Podziemne korytarze zawsze przyciągają naszą uwagę, angażując wyobraźnię. Tunele pod ziemią służą przecież przede wszystkim ukryciu, zachowaniu tajemnicy. Nie inaczej jest w wypadku historii o podziemiach wrocławskiego Dworca Głównego. To jedna z wizytówek miasta, zwłaszcza teraz, po kapitalnym remoncie, ukończonym tuż przed rozgrywkami Euro 2012. Niestety, prowadzone podczas remontu prace ustaliły, że żadnych wielkich tuneli nie ma, nie ma też wielkiej tajemnicy.

Przez lata wrocławianie wierzyli w legendę, w myśl której pod zabudowaniami na terenie Dworca Głównego miały mieścić się wielopiętrowe schrony i rozległe tunele, prowadzące w różne, niekiedy bardzo nawet odległe, miejsca w mieście. Krążyły nawet opowieści o tym, że pod ziemią znajdował się w pełni działający drugi dworzec, skąd pociągi odjeżdżały w kierunku Rzeszy.

Prawdą jest, że wrocławski dworzec posiada podziemia. W czasie wojny powstały z przodu i z tyłu dworca bunkry, łączące się korytarzami z budynkiem dworca. Trudno jednak dopatrywać się w tym istnienia jakieś większej tajemnicy. Zgodnie ze sztuką wojenną dworce kolejowe to bardzo ważne strategicznie miejsca, stąd też szczególnie narażone na ataki wroga, głównie z powietrza. Ponadto kolej ówcześnie wciąż jeszcze stanowiła główny środek transportu, zatem przez dworcowe budynki codziennie przewijała się masa ludzi. Powstanie schronów mających chronić ich życie nie jest więc niczym niezwykłym.

Prawdą jest także i to, że w wyburzonym bunkrze, na miejscu którego mieści się dziś podziemny parking, istniał w końcowej fazie wojny szpital polowy.
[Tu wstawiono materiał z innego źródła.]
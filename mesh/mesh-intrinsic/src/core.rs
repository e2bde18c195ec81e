//! State and geometric machinery shared by the triangulation variants.
//!
//! Both representations carry the same borrowed input surface, an owned
//! intrinsic mesh with edge-length geometry, vertex locations on the input,
//! marked edges, and the callback registry. They also share every geometric
//! predicate: flip feasibility in the diamond layout, split lengths, and
//! the straight walk across face charts used by circumcenter insertion and
//! the tracers.

#![allow(clippy::similar_names)]

use mesh_halfedge::{
    EdgeData, EdgeId, FaceId, HalfedgeId, HalfedgeMesh, SurfacePoint, Vector2, VertexData,
    VertexId,
};

use crate::callbacks::CallbackRegistry;
use crate::error::IntrinsicResult;
use crate::geometry::{barycentric_of_point, place_third_vertex, EdgeLengthGeometry};

/// Default numerical tolerance for geometric predicates.
pub const TRIANGLE_TEST_EPS: f64 = 1e-6;

#[derive(Debug)]
pub(crate) struct TriangulationCore<'a> {
    pub input: &'a HalfedgeMesh,
    pub input_geometry: EdgeLengthGeometry,
    pub mesh: HalfedgeMesh,
    pub geometry: EdgeLengthGeometry,
    pub locations: VertexData<SurfacePoint>,
    pub marked: EdgeData<bool>,
    pub callbacks: CallbackRegistry,
    pub triangle_test_eps: f64,
}

/// Validated geometric data for an edge flip.
#[derive(Debug, Clone, Copy)]
pub(crate) struct FlipGeometry {
    pub new_length: f64,
}

/// Validated lengths for an edge split.
#[derive(Debug, Clone, Copy)]
pub(crate) struct SplitLengths {
    pub tail_side: f64,
    pub head_side: f64,
    pub spoke_front: f64,
    pub spoke_back: Option<f64>,
}

impl<'a> TriangulationCore<'a> {
    pub fn new(
        input: &'a HalfedgeMesh,
        input_lengths: &EdgeData<f64>,
    ) -> IntrinsicResult<Self> {
        let input_geometry = EdgeLengthGeometry::new(input, input_lengths.clone())?;
        let mesh = input.clone();
        let geometry = EdgeLengthGeometry::new(&mesh, input_lengths.clone())?;
        let mut locations =
            VertexData::new(mesh.n_vertices_capacity(), SurfacePoint::Vertex(VertexId::from_index(0)));
        for v in mesh.vertices() {
            locations[v] = SurfacePoint::Vertex(v);
        }
        let marked = EdgeData::new(mesh.n_edges_capacity(), false);
        Ok(Self {
            input,
            input_geometry,
            mesh,
            geometry,
            locations,
            marked,
            callbacks: CallbackRegistry::new(),
            triangle_test_eps: TRIANGLE_TEST_EPS,
        })
    }

    /// Marked or boundary: never flipped, never removed.
    pub fn is_fixed(&self, e: EdgeId) -> bool {
        self.marked[e] || self.mesh.is_boundary_edge(e)
    }

    /// Whether any incident edge is fixed.
    pub fn is_on_fixed_edge(&self, v: VertexId) -> bool {
        self.mesh
            .outgoing_halfedges(v)
            .any(|h| self.is_fixed(h.edge()))
    }

    /// Whether the vertex exists in the input mesh.
    pub fn is_original_vertex(&self, v: VertexId) -> bool {
        matches!(self.locations[v], SurfacePoint::Vertex(_))
    }

    /// Validate a flip geometrically: the diamond must exist, be strictly
    /// convex at the old diagonal, and yield non-degenerate new faces.
    pub fn flip_geometry(&self, e: EdgeId) -> Option<FlipGeometry> {
        let h = self.mesh.halfedge(e);
        let [pa, pb, pc, pd] = self.geometry.layout_diamond(&self.mesh, h)?;
        let eps = self.triangle_test_eps;

        // The quad is convex at the diagonal when its old endpoints lie
        // strictly on opposite sides of the new one.
        let diag = pd - pb;
        let cross = |u: Vector2<f64>, v: Vector2<f64>| u.x * v.y - u.y * v.x;
        let side_a = cross(diag, pa - pb);
        let side_c = cross(diag, pc - pb);
        if !(side_a > eps && side_c < -eps) && !(side_a < -eps && side_c > eps) {
            return None;
        }

        let new_length = (pb - pd).norm();
        if new_length <= eps {
            return None;
        }
        let t = h.twin();
        let l_cb = self.geometry.length(self.mesh.next(h).edge());
        let l_ba = self.geometry.length(self.mesh.prev(h).edge());
        let l_ad = self.geometry.length(self.mesh.next(t).edge());
        let l_dc = self.geometry.length(self.mesh.prev(t).edge());
        let ok = |x: f64, y: f64, z: f64| x < y + z - eps && y < z + x - eps && z < x + y - eps;
        if !ok(new_length, l_dc, l_cb) || !ok(new_length, l_ba, l_ad) {
            return None;
        }
        Some(FlipGeometry { new_length })
    }

    /// Validate a split at parameter `t` along interior half-edge `h`,
    /// returning the child and spoke lengths.
    pub fn split_lengths(&self, h: HalfedgeId, t: f64) -> Option<SplitLengths> {
        if !(t > 0.0 && t < 1.0) || !self.mesh.is_interior(h) {
            return None;
        }
        let eps = self.triangle_test_eps;
        let l_e = self.geometry.length(h.edge());
        let pa = Vector2::zeros();
        let pc = Vector2::new(l_e, 0.0);
        let pb = place_third_vertex(
            pa,
            pc,
            self.geometry.length(self.mesh.prev(h).edge()),
            self.geometry.length(self.mesh.next(h).edge()),
        );
        let pv = Vector2::new(t * l_e, 0.0);

        let tail_side = t * l_e;
        let head_side = (1.0 - t) * l_e;
        let spoke_front = (pb - pv).norm();
        let ok = |x: f64, y: f64, z: f64| x < y + z - eps && y < z + x - eps && z < x + y - eps;
        if tail_side <= eps || head_side <= eps || spoke_front <= eps {
            return None;
        }
        let l_ba = self.geometry.length(self.mesh.prev(h).edge());
        let l_cb = self.geometry.length(self.mesh.next(h).edge());
        if !ok(tail_side, spoke_front, l_ba) || !ok(head_side, l_cb, spoke_front) {
            return None;
        }

        let spoke_back = if self.mesh.is_interior(h.twin()) {
            let tw = h.twin();
            let pd = place_third_vertex(
                pc,
                pa,
                self.geometry.length(self.mesh.prev(tw).edge()),
                self.geometry.length(self.mesh.next(tw).edge()),
            );
            let spoke = (pd - pv).norm();
            let l_ad = self.geometry.length(self.mesh.next(tw).edge());
            let l_dc = self.geometry.length(self.mesh.prev(tw).edge());
            if spoke <= eps || !ok(head_side, spoke, l_dc) || !ok(tail_side, l_ad, spoke) {
                return None;
            }
            Some(spoke)
        } else {
            None
        };

        Some(SplitLengths {
            tail_side,
            head_side,
            spoke_front,
            spoke_back,
        })
    }

    /// Spoke lengths for inserting a vertex at `bary` inside `f`, or `None`
    /// if a resulting face would be degenerate.
    pub fn insert_lengths(&self, f: FaceId, bary: [f64; 3]) -> Option<[f64; 3]> {
        let eps = self.triangle_test_eps;
        if bary.iter().any(|&b| b < eps) {
            return None;
        }
        let corners = self.geometry.vertex_coordinates_in_face(&self.mesh, f);
        let p = corners[0] * bary[0] + corners[1] * bary[1] + corners[2] * bary[2];
        let spokes = [
            (p - corners[0]).norm(),
            (p - corners[1]).norm(),
            (p - corners[2]).norm(),
        ];
        let hes = self.mesh.face_halfedges(f);
        let ok = |x: f64, y: f64, z: f64| x < y + z - eps && y < z + x - eps && z < x + y - eps;
        for i in 0..3 {
            let side = self.geometry.length(hes[i].edge());
            if spokes[i] <= eps || !ok(side, spokes[(i + 1) % 3], spokes[i]) {
                return None;
            }
        }
        Some(spokes)
    }

    /// Grow every attribute array to the mesh's current capacities.
    pub fn resize_arrays(&mut self) {
        self.geometry.resize(&self.mesh);
        self.locations.resize(self.mesh.n_vertices_capacity());
        self.marked.resize(self.mesh.n_edges_capacity());
    }

    /// Refresh derived geometry around a set of faces and vertices.
    pub fn refresh(&mut self, faces: &[FaceId], vertices: &[VertexId]) {
        for &f in faces {
            if self.mesh.face_is_live(f) {
                self.geometry.refresh_face(&self.mesh, f);
            }
        }
        for &v in vertices {
            if self.mesh.vertex_is_live(v) {
                self.geometry.refresh_vertex(&self.mesh, v);
            }
        }
    }
}

// ---------------------------------------------------------------------
// Face charts and the straight walk
// ---------------------------------------------------------------------

/// A face isometrically unfolded into a working plane.
#[derive(Debug, Clone)]
pub(crate) struct FaceChart {
    pub face: FaceId,
    pub hes: [HalfedgeId; 3],
    pub pos: [Vector2<f64>; 3],
}

impl FaceChart {
    /// Chart of `f` in its canonical layout.
    pub fn new(mesh: &HalfedgeMesh, geometry: &EdgeLengthGeometry, f: FaceId) -> Self {
        Self {
            face: f,
            hes: mesh.face_halfedges(f),
            pos: geometry.vertex_coordinates_in_face(mesh, f),
        }
    }

    /// Chart of `f` entered through `entering` (a half-edge of `f`), with
    /// the shared edge pinned at the given endpoint positions (tail and
    /// head of `entering`).
    pub fn entered_through(
        mesh: &HalfedgeMesh,
        geometry: &EdgeLengthGeometry,
        entering: HalfedgeId,
        p_tail: Vector2<f64>,
        p_head: Vector2<f64>,
    ) -> Option<Self> {
        let f = mesh.face(entering)?;
        let hes = mesh.face_halfedges(f);
        let apex = place_third_vertex(
            p_tail,
            p_head,
            geometry.length(mesh.prev(entering).edge()),
            geometry.length(mesh.next(entering).edge()),
        );
        let i = hes.iter().position(|&h| h == entering)?;
        let mut pos = [Vector2::zeros(); 3];
        pos[i] = p_tail;
        pos[(i + 1) % 3] = p_head;
        pos[(i + 2) % 3] = apex;
        Some(Self { face: f, hes, pos })
    }

    /// Unfold across edge `i` of this chart (between corners `i` and
    /// `i + 1`). Returns the neighboring face's chart in the same plane, or
    /// `None` at the boundary.
    pub fn across(
        &self,
        mesh: &HalfedgeMesh,
        geometry: &EdgeLengthGeometry,
        i: usize,
    ) -> Option<Self> {
        let twin = self.hes[i].twin();
        // The twin runs opposite: its tail sits at our corner i + 1.
        Self::entered_through(mesh, geometry, twin, self.pos[(i + 1) % 3], self.pos[i])
    }

    /// Barycentric coordinates of a plane point in this chart.
    pub fn barycentric(&self, p: Vector2<f64>) -> [f64; 3] {
        barycentric_of_point(&self.pos, p)
    }
}

/// Where a straight walk ended.
#[derive(Debug, Clone)]
pub(crate) enum WalkOutcome {
    /// The target lies inside this face at these barycentric coordinates.
    Landed { face: FaceId, bary: [f64; 3] },
    /// The walk was stopped at a crossing by the caller's visitor.
    Stopped {
        halfedge: HalfedgeId,
        edge_param: f64,
    },
    /// The walk ran off the surface through a boundary edge.
    HitBoundary {
        halfedge: HalfedgeId,
        edge_param: f64,
    },
    /// Step budget exhausted; the walk is numerically stuck.
    StepLimit,
}

/// Whether to keep walking after a crossing.
#[derive(Debug, Clone, Copy, PartialEq, Eq)]
pub(crate) enum WalkControl {
    Continue,
    Stop,
}

/// Walk the straight segment from `start` to `target` (both in `chart`'s
/// plane) across face charts. The visitor sees each transversal edge
/// crossing as `(halfedge of the current face, parameter along it)` and can
/// stop the walk there.
pub(crate) fn walk_segment(
    mesh: &HalfedgeMesh,
    geometry: &EdgeLengthGeometry,
    chart: &FaceChart,
    start: Vector2<f64>,
    target: Vector2<f64>,
    max_steps: usize,
    mut on_crossing: impl FnMut(HalfedgeId, f64) -> WalkControl,
) -> WalkOutcome {
    let mut chart = chart.clone();
    let mut entered: Option<HalfedgeId> = None;
    let mut u_done = 0.0_f64;

    for _ in 0..max_steps {
        // Find the earliest exit of the segment from the current chart.
        let mut best: Option<(usize, f64, f64)> = None; // (edge index, u, w)
        for i in 0..3 {
            if Some(chart.hes[i]) == entered {
                continue;
            }
            let (q0, q1) = (chart.pos[i], chart.pos[(i + 1) % 3]);
            let d = target - start;
            let e = q1 - q0;
            let denom = d.x * e.y - d.y * e.x;
            if denom.abs() < 1e-14 {
                continue;
            }
            let r = q0 - start;
            let u = (r.x * e.y - r.y * e.x) / denom;
            let w = (r.x * d.y - r.y * d.x) / denom;
            if u > u_done + 1e-12 && u <= 1.0 && (-1e-9..=1.0 + 1e-9).contains(&w) {
                if best.map_or(true, |(_, bu, _)| u < bu) {
                    best = Some((i, u, w.clamp(0.0, 1.0)));
                }
            }
        }

        let Some((i, u, w)) = best else {
            return WalkOutcome::Landed {
                face: chart.face,
                bary: chart.barycentric(target),
            };
        };

        let h = chart.hes[i];
        let edge_param = if mesh.halfedge(h.edge()) == h { w } else { 1.0 - w };
        if on_crossing(h, edge_param) == WalkControl::Stop {
            return WalkOutcome::Stopped {
                halfedge: h,
                edge_param,
            };
        }
        match chart.across(mesh, geometry, i) {
            Some(next) => {
                entered = Some(chart.hes[i].twin());
                chart = next;
                u_done = u;
            }
            None => {
                return WalkOutcome::HitBoundary {
                    halfedge: h,
                    edge_param,
                };
            }
        }
    }
    WalkOutcome::StepLimit
}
W tym także nie ma nic dziwnego, wiele budynków użyteczności publicznej w tym czasie zamieniano na prowizoryczne szpitale.

Wyobraźnię rozpalają rzekome zalane tunele, krążą pogłoski o tym, że była to celowa robota ustępujących z miasta Niemców. O wiele bardziej prawdopodobna jest jednak wersja, według której woda do tunelu po prostu przedostała się sama. Jak wiadomo, Wrocław posiada bardzo niski poziom wód gruntowych, trudno byłoby wykopać naprawdę szerokie tunele.

Dziś, siedemdziesiąt lat od chwili zakończenia wojny, nie musimy już dłużej żyć legendami o tajemniczych podziemiach, w których produkowano tajemnicze „cudowne bronie”, które miały ocalić od zagłady III Rzeszę. Przeprowadzony remont wykluczył istnienie powiązań budynku Dworca Głównego z innymi punktami w mieście. Poza tym wyjście z podziemi i zadarcie głowy do góry może uświadomić nam ten prosty fakt, że – z podziemiami czy bez – wrocławski Dworzec Główny jest nie tylko największy w Polsce, ale również najpiękniejszy.